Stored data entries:
################
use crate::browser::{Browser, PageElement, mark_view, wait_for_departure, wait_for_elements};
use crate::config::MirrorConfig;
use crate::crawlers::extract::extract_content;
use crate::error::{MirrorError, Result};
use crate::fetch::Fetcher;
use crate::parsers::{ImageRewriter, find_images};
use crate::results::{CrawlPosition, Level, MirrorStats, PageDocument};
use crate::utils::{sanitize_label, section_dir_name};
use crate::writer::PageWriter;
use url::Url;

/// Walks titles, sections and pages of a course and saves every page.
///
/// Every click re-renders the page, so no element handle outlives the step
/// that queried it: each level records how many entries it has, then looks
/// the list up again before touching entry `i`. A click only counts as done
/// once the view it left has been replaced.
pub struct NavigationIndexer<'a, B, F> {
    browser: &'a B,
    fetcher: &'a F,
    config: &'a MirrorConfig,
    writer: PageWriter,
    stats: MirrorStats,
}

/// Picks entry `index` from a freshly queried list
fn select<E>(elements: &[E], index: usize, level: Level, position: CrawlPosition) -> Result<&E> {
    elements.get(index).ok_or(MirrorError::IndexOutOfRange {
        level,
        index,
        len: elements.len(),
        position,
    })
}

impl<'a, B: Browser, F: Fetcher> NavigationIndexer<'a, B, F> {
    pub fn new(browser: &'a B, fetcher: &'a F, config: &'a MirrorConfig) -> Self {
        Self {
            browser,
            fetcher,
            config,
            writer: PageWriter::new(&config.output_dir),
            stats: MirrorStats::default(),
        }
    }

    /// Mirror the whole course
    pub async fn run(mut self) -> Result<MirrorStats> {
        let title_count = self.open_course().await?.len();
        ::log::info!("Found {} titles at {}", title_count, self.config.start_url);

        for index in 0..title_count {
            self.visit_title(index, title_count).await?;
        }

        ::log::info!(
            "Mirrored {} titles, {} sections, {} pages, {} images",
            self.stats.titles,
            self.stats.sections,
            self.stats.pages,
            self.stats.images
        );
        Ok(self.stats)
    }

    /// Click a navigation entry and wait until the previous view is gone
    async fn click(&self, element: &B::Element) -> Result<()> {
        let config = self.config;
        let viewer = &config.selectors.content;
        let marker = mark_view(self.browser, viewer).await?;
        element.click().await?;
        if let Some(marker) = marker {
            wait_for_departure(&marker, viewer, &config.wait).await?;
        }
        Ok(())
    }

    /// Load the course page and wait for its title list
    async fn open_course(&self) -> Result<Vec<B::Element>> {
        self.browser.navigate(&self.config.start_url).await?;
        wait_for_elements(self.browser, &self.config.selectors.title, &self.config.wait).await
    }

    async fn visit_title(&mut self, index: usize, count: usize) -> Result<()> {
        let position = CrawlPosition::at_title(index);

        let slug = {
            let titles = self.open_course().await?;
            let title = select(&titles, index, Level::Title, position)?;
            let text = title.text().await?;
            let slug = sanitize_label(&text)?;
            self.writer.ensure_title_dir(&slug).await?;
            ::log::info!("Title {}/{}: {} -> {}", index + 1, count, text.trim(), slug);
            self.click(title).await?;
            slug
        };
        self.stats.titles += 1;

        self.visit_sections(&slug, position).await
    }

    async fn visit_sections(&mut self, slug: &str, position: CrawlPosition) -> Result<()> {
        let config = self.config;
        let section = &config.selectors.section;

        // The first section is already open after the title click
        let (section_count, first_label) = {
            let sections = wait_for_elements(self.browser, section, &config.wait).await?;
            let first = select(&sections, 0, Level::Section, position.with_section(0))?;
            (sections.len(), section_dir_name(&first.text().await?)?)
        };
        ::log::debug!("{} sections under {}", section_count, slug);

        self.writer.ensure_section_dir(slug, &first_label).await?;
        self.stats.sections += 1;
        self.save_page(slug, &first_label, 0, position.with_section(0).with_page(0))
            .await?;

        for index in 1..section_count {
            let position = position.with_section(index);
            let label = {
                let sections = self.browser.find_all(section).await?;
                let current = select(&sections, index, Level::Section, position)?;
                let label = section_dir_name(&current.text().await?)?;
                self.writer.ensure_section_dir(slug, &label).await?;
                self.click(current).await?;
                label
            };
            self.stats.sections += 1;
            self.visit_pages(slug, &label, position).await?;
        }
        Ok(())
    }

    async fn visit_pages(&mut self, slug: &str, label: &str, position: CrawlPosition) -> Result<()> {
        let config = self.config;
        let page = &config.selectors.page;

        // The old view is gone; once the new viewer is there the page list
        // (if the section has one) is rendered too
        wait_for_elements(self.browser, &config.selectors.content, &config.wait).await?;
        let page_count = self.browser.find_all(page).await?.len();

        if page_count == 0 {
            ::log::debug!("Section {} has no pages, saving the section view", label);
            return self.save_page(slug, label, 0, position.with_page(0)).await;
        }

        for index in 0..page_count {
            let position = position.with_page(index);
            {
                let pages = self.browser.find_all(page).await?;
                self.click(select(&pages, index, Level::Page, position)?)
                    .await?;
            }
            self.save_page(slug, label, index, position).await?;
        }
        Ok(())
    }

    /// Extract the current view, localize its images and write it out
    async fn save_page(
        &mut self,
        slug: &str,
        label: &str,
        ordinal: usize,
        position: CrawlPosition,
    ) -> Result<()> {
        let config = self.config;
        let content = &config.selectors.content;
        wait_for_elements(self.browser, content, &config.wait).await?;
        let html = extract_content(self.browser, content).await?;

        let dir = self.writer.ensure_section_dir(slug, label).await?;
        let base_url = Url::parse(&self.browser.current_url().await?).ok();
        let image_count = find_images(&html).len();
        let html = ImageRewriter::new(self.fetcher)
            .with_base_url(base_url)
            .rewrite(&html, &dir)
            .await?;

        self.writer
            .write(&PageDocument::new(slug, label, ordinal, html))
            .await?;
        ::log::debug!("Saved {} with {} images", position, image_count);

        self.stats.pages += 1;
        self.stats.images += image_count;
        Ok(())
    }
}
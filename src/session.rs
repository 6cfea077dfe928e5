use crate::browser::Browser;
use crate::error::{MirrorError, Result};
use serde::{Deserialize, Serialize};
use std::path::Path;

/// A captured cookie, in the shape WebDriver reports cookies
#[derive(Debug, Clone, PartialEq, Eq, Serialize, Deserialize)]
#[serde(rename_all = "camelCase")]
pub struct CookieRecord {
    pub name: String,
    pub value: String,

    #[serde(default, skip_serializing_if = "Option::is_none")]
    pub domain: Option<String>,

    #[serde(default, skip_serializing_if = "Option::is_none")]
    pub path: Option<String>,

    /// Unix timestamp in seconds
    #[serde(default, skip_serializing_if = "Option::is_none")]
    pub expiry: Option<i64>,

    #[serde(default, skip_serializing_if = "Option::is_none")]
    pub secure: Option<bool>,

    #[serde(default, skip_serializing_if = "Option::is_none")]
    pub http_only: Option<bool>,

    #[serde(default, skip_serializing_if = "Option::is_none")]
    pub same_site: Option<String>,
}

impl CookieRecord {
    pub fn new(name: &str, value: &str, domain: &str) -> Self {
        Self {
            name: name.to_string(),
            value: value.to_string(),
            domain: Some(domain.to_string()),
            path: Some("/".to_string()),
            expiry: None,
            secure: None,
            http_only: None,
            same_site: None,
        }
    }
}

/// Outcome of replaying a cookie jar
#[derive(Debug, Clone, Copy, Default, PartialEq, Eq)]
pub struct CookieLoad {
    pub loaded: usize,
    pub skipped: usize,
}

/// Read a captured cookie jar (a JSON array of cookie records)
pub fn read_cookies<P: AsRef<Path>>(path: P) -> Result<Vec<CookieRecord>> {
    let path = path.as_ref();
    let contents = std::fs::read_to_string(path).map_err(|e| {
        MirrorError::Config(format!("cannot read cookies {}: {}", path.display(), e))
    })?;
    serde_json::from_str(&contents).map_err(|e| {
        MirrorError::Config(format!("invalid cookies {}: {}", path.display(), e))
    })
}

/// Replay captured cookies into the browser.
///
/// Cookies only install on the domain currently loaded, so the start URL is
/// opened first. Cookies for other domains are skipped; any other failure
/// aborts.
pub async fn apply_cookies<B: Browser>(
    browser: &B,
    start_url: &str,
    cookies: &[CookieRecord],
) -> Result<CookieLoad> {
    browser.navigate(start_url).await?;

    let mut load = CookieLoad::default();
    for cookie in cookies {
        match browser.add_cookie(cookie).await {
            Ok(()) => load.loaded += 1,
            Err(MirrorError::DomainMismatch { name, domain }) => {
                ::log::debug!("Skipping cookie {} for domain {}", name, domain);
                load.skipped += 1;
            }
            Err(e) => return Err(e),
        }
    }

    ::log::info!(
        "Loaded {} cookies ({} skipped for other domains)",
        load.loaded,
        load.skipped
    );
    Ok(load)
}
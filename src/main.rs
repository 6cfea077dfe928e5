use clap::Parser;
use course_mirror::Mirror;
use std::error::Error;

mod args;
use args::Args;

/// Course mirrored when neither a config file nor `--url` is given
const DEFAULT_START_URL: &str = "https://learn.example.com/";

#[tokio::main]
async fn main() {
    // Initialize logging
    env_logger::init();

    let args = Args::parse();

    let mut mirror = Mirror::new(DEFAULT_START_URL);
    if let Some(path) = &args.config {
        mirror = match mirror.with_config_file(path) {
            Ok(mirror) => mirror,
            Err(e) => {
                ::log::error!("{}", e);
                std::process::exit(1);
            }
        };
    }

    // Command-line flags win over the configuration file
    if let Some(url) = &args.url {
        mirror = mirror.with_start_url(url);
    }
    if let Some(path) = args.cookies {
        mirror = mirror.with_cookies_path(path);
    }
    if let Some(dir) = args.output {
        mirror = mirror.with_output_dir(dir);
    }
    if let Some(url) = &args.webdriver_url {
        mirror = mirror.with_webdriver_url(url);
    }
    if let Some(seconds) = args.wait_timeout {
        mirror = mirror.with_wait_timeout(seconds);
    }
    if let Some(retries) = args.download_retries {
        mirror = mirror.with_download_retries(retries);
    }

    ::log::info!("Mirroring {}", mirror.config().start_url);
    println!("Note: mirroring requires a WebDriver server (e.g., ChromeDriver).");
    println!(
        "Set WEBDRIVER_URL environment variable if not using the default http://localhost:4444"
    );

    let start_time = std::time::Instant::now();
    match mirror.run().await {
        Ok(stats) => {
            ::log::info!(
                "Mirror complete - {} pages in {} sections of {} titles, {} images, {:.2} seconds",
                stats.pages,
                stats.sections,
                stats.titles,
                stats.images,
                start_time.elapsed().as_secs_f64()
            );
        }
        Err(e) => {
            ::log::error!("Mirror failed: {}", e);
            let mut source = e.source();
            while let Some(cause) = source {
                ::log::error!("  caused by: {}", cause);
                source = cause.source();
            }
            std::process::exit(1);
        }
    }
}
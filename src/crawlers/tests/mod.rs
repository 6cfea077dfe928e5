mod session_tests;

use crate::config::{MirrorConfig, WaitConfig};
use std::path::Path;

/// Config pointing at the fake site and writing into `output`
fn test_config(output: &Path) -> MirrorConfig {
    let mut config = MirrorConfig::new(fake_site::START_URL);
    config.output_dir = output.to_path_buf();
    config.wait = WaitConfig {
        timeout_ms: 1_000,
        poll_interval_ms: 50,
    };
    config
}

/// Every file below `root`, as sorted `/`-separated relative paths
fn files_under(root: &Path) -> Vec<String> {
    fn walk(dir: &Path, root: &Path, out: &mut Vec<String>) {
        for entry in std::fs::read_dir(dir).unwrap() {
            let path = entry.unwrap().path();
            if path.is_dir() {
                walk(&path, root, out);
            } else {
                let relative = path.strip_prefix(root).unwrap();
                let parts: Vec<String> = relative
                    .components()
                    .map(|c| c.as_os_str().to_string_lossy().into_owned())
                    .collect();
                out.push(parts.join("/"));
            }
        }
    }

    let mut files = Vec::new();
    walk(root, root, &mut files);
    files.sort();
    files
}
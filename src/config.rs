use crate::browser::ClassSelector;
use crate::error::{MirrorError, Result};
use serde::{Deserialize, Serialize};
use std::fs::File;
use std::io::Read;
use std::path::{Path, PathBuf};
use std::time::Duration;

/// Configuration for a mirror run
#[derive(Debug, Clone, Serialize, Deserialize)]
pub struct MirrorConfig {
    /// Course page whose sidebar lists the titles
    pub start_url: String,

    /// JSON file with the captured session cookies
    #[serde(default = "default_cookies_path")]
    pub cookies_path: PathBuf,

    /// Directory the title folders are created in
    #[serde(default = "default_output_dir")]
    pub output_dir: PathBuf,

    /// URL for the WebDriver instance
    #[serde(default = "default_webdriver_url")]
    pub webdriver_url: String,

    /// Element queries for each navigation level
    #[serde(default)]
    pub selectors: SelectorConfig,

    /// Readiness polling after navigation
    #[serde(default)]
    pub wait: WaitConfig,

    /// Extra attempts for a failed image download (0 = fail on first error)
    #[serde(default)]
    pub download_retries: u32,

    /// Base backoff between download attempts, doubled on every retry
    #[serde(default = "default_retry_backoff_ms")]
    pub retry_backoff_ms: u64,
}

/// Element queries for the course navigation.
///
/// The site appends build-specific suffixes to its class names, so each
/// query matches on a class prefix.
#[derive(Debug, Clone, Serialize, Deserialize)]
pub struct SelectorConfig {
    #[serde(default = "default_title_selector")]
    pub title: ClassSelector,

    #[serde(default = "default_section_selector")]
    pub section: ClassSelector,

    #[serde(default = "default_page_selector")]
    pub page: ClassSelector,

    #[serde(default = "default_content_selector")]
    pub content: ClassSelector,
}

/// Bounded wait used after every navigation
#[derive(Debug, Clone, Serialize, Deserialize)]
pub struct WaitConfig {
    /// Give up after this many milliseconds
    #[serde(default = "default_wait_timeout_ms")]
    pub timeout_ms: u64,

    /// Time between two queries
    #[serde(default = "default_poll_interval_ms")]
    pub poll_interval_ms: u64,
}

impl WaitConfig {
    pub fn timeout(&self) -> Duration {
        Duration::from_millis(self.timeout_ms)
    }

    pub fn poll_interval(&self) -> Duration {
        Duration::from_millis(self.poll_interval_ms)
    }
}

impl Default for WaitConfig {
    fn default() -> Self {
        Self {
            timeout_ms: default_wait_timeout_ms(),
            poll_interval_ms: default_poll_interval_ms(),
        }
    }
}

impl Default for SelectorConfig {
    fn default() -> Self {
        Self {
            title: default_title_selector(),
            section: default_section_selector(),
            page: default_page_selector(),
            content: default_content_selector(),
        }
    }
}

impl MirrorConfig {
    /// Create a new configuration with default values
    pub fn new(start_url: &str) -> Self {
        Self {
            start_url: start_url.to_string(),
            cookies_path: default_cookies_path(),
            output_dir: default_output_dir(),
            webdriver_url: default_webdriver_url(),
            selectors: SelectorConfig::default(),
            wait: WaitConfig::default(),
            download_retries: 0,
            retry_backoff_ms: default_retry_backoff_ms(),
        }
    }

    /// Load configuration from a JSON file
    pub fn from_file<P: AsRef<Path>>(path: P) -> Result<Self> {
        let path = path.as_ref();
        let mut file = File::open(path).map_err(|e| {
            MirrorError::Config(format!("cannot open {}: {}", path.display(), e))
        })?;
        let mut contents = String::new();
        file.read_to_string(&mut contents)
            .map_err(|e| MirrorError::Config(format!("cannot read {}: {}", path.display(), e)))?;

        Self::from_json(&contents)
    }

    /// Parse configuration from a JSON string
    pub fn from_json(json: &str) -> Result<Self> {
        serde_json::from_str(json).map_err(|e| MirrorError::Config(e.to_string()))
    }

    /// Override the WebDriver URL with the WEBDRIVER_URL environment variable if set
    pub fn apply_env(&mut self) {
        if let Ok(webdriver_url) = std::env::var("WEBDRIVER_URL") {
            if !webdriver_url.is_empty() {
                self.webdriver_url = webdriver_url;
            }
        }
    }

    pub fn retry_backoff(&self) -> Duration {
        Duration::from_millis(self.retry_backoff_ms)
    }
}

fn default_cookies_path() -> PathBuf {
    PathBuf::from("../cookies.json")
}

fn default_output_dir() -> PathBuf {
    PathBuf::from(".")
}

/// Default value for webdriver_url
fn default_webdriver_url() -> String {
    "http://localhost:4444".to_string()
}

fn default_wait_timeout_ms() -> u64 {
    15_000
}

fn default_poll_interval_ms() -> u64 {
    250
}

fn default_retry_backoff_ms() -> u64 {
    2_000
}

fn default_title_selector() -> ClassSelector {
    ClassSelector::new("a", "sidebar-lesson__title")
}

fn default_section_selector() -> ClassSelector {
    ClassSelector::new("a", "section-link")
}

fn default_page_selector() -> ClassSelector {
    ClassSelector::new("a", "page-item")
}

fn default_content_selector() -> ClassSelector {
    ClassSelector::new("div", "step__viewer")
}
################
Determine how many lines in the data contain the string "Some", and give the number only.

- **OUTPUT FOR THIS EXERCISE**:
11